(Records contained in a dataset)

use std::io::{self, Write};

pub fn print_json(s: &str) -> io::Result<()> {
    let mut out = io::stdout().lock();
    writeln!(out, "{s}")
}

/// Download progress on a single rewritten line
pub fn progress_callback(downloaded: u64, total: u64) {
    if total > 0 {
        let percent = (downloaded as f64 / total as f64 * 100.0) as u8;
        let mb_downloaded = downloaded as f64 / 1_048_576.0;
        let mb_total = total as f64 / 1_048_576.0;
        print!(
            "\r  Progress: {:.1} / {:.1} MB ({}%)",
            mb_downloaded, mb_total, percent
        );
        io::stdout().flush().ok();

        if downloaded == total {
            println!();
        }
    }
}
//! Release archive download and installation into a version store
//!
//! For each requested version:
//!
//! 1. Create `<store_root>/<version>/`
//! 2. Stream `<tool>_<version>_<os>_<arch>.zip` into `<version>.zip` there
//! 3. Extract it in place
//! 4. Remove the archive unless `keep_archives` is set
//!
//! A failed step leaves whatever was already written; the store is not
//! rolled back.

use crate::error::FetchError;
use crate::install::extract::extract;
use crate::platform::Platform;
use hcswap_core::Tool;
use hcswap_core::tool::validate_version;
use reqwest::blocking::Client;
use std::fs;
use std::io::{Read, Write};
use std::path::{Path, PathBuf};
use url::Url;

/// Download configuration options
#[derive(Debug, Clone)]
pub struct DownloadOptions {
    /// Base of the release index, e.g. `https://releases.hashicorp.com/`
    pub catalog_url: Url,

    /// `<app_dir>/<tool>-versions`
    pub store_root: PathBuf,

    /// Target of the artifacts to fetch
    pub platform: Platform,

    /// Keep `<version>.zip` after extraction
    pub keep_archives: bool,

    /// Optional progress callback (bytes_downloaded, total_bytes)
    pub progress: Option<fn(u64, u64)>,
}

/// Installs every version in order, stopping at the first failure
///
/// Versions installed before the failure remain in the store.
///
/// # Returns
///
/// The version directories that were populated
pub fn download(
    client: &Client,
    tool: Tool,
    versions: &[String],
    options: &DownloadOptions,
) -> Result<Vec<PathBuf>, FetchError> {
    let mut installed = Vec::with_capacity(versions.len());

    for version in versions {
        let dir = install_version(client, tool, version, options)?;
        installed.push(dir);
    }

    Ok(installed)
}

/// Installs a single version into `<store_root>/<version>/`
///
/// Re-installing an existing version overwrites files with the same names.
///
/// # Errors
///
/// - `Core` if `version` is not a plain path segment
/// - `Request`/`Status` if the artifact cannot be fetched
/// - `Extract` if the archive is corrupt or hostile
/// - `Io` on filesystem failures
pub fn install_version(
    client: &Client,
    tool: Tool,
    version: &str,
    options: &DownloadOptions,
) -> Result<PathBuf, FetchError> {
    validate_version(version)?;

    let version_dir = options.store_root.join(version);
    fs::create_dir_all(&version_dir).map_err(|e| FetchError::Io {
        operation: format!("create version directory {}", version_dir.display()),
        source: e,
    })?;

    let url = artifact_url(&options.catalog_url, tool, version, options.platform)?;
    let archive_path = version_dir.join(format!("{version}.zip"));

    log::info!("downloading {} {} from {}", tool, version, url);
    let bytes = download_to_file(client, &url, &archive_path, options.progress)?;
    log::debug!("wrote {} bytes to {}", bytes, archive_path.display());

    extract(&archive_path, &version_dir)?;

    if !options.keep_archives {
        fs::remove_file(&archive_path).map_err(|e| FetchError::Io {
            operation: format!("remove archive {}", archive_path.display()),
            source: e,
        })?;
    }

    Ok(version_dir)
}

/// `<catalog>/<tool>/<version>/<tool>_<version>_<os>_<arch>.zip`
pub fn artifact_url(
    catalog_url: &Url,
    tool: Tool,
    version: &str,
    platform: Platform,
) -> Result<Url, FetchError> {
    let name = tool.canonical_name();
    let relative = format!(
        "{name}/{version}/{name}_{version}_{}.zip",
        platform.suffix()
    );
    Ok(crate::catalog::base_url(catalog_url).join(&relative)?)
}

/// Streams the response body into `path`
///
/// # Returns
///
/// Number of bytes written
fn download_to_file(
    client: &Client,
    url: &Url,
    path: &Path,
    progress: Option<fn(u64, u64)>,
) -> Result<u64, FetchError> {
    let mut response = client
        .get(url.as_str())
        .send()
        .map_err(|e| FetchError::Request {
            url: url.clone(),
            source: e,
        })?;

    let status = response.status();
    if !status.is_success() {
        return Err(FetchError::Status {
            url: url.clone(),
            status,
        });
    }

    let total = response.content_length();

    let mut file = fs::File::create(path).map_err(|e| FetchError::Io {
        operation: format!("create archive {}", path.display()),
        source: e,
    })?;

    let mut downloaded: u64 = 0;
    let mut buffer = [0; 8192];

    loop {
        let bytes_read = response.read(&mut buffer).map_err(|e| FetchError::Io {
            operation: "read from HTTP response".to_string(),
            source: e,
        })?;

        if bytes_read == 0 {
            break;
        }

        file.write_all(&buffer[..bytes_read])
            .map_err(|e| FetchError::Io {
                operation: format!("write to {}", path.display()),
                source: e,
            })?;

        downloaded += bytes_read as u64;

        if let Some(callback) = progress {
            callback(downloaded, total.unwrap_or(downloaded));
        }
    }

    file.sync_all().map_err(|e| FetchError::Io {
        operation: format!("sync {}", path.display()),
        source: e,
    })?;

    Ok(downloaded)
}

### How to complete this task
Collect every line with the string "crate" from the records, and copy each.

### Completed exercise
use crate::error::FetchError;
use crate::install::extract::extract;
use crate::platform::Platform;
    Ok(crate::catalog::base_url(catalog_url).join(&relative)?)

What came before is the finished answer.